Mapping Problems and Algorithms with Machine Learning

By Dino Esposito and Francesco Esposito
2/2/2020

Contents

Dino and Francesco Esposito identify the classes of problems that machine learning can realistically address and the algorithms known to be appropriate for each class. They also introduce an automated machine learning approach that can automate the selection of the best machine learning pipeline for a given problem and a given dataset.

When I consider what people generally want in calculating, I found that it always is a number.

—Muḥammad ibn Mūsā al-Khwārizmī

Persian mathematician of eighth century whose name originated the word algorithm

More often than not, the user experience produced by machine learning looks like magic to users. At the end of the day, though, machine learning is only a new flavor of software—a new specialty much like web or database development—and a flavor of software that today is a real breakthrough.

A breakthrough technology is any technology that enables people to do things that weren’t possible before. Behind the apparent magic of final effects, however, there is a series of cumbersome tasks and, more than everything else, there’s a series of sequential and interconnected decisions along the way that are hard to make and time consuming. In a nutshell, they are critical decisions for the success of the solution.

This chapter has two purposes. First, it identifies the classes of problems that machine learning can realistically address and the algorithms known to be appropriate for each class. Second, it introduces a relatively new approach—automated machine learning or AutoML for short—that can automate the selection of the best machine learning pipeline for a given problem and a given dataset.

In this chapter, we’ll describe classes of problems and classes of algorithms. We’ll focus on the building blocks of a learning pipeline in the next chapter.

Fundamental Problems

As you saw in Chapter 2, “Intelligent Software,” the whole area of machine-based learning can be split into supervised and unsupervised learning. It’s an abstract partition of the space of algorithms, and the main discriminant for being supervised or unsupervised is whether or not the initial dataset includes valid answers. Put another way, we can reduce automated learning into the union of two learning approaches—learning by example (supervised) and learning by discovery (unsupervised).

Under these two forms of learning, we can identify a number of general problems and for each a number of general algorithms. This layout is reflected in the organization of any machine learning software development library you can find out there and use—whether it’s based on Python, Java, or .NET.

Classifying Objects

The classification problem is about identifying the category an object belongs to. In this context, an object is a data item and is fully represented by an array of values (known as features). Each value refers to a measurable property that makes sense to consider in the scenario under analysis. It is key to note that classification can predict values only in a discrete, categorical set.

Variations of the Problem

The actual rules that govern the object-to-category mapping process lead to slightly different variations of the classification problem and subsequently different implementation tasks.

Binary Classification.

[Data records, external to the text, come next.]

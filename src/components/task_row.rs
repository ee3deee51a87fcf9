use crate::core::task::{Task, due_date_label};

pub const COLUMNS: [&str; 6] = [
    "Title",
    "Description",
    "Status",
    "Priority",
    "Due Date",
    "Actions",
];

/// Row actions, keyed by task id.
#[derive(Debug, Clone, PartialEq, Eq)]
pub enum RowAction {
    Edit(String),
    Delete(String),
}

/// Display strings for one task in the list table.
#[derive(Debug, Clone, PartialEq, Eq)]
pub struct TaskRow {
    pub id: String,
    pub title: String,
    pub description: String,
    pub status: &'static str,
    pub priority: &'static str,
    pub due_date: String,
}

impl TaskRow {
    pub fn from_task(task: &Task) -> Self {
        Self {
            id: task.id.clone(),
            title: task.title.clone(),
            description: task.description.clone().unwrap_or_default(),
            status: task.status.label(),
            priority: task.priority.label(),
            due_date: due_date_label(task.due_date),
        }
    }

    pub fn edit(&self) -> RowAction {
        RowAction::Edit(self.id.clone())
    }

    pub fn delete(&self) -> RowAction {
        RowAction::Delete(self.id.clone())
    }

    pub fn cells(&self) -> [&str; 5] {
        [
            self.title.as_str(),
            self.description.as_str(),
            self.status,
            self.priority,
            self.due_date.as_str(),
        ]
    }
}

pub fn task_rows(tasks: &[Task]) -> Vec<TaskRow> {
    tasks.iter().map(TaskRow::from_task).collect()
}

/// Plain-text table, columns padded to the widest cell.
pub fn render_table(rows: &[TaskRow]) -> String {
    let headers = &COLUMNS[..5];
    let mut widths: Vec<usize> = headers.iter().map(|h| h.chars().count()).collect();
    for row in rows {
        for (width, cell) in widths.iter_mut().zip(row.cells()) {
            *width = (*width).max(cell.chars().count());
        }
    }

    let line = |cells: &[&str]| -> String {
        cells
            .iter()
            .zip(&widths)
            .map(|(cell, width)| format!("{:<width$}", cell, width = *width))
            .collect::<Vec<_>>()
            .join(" | ")
            .trim_end()
            .to_string()
    };

    let mut out = line(headers);
    out.push('\n');
    out.push_str(
        &widths
            .iter()
            .map(|w| "-".repeat(*w))
            .collect::<Vec<_>>()
            .join("-+-"),
    );
    for row in rows {
        out.push('\n');
        out.push_str(&line(&row.cells()[..]));
    }
    out
}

The algorithm has to assign the processed object to one of only two possible categories. An example is deciding whether, based on a battery of tests for a particular disease, a patient should be placed in the “disease” or “no-disease” group.
Multiclass Classification. The algorithm has to assign the processed object to one of many possible categories. Each object can be assigned to one and only one category. For example, classifying the competency of a candidate, it can be any of poor/sufficient/good/great but not any two at the same time.
Multilabel Classification. The algorithm is expected to provide an array of categories (or labels) that the object belongs to. An example is how to classify a blog post. It can be about sports, technology, and perhaps politics at the same time.
Anomaly Detection. The algorithm aims to spot objects in the dataset whose property values are significantly different from the values of the majority of other objects. Those anomalies are also often referred to as outliers.

Commonly Used Algorithms

At the highest level of abstraction, classification is the process of predicting the group to which a given data item belongs. In stricter math terms, a classification algorithm is a function that maps input variables to discrete output variables. (See Figure 3-1.)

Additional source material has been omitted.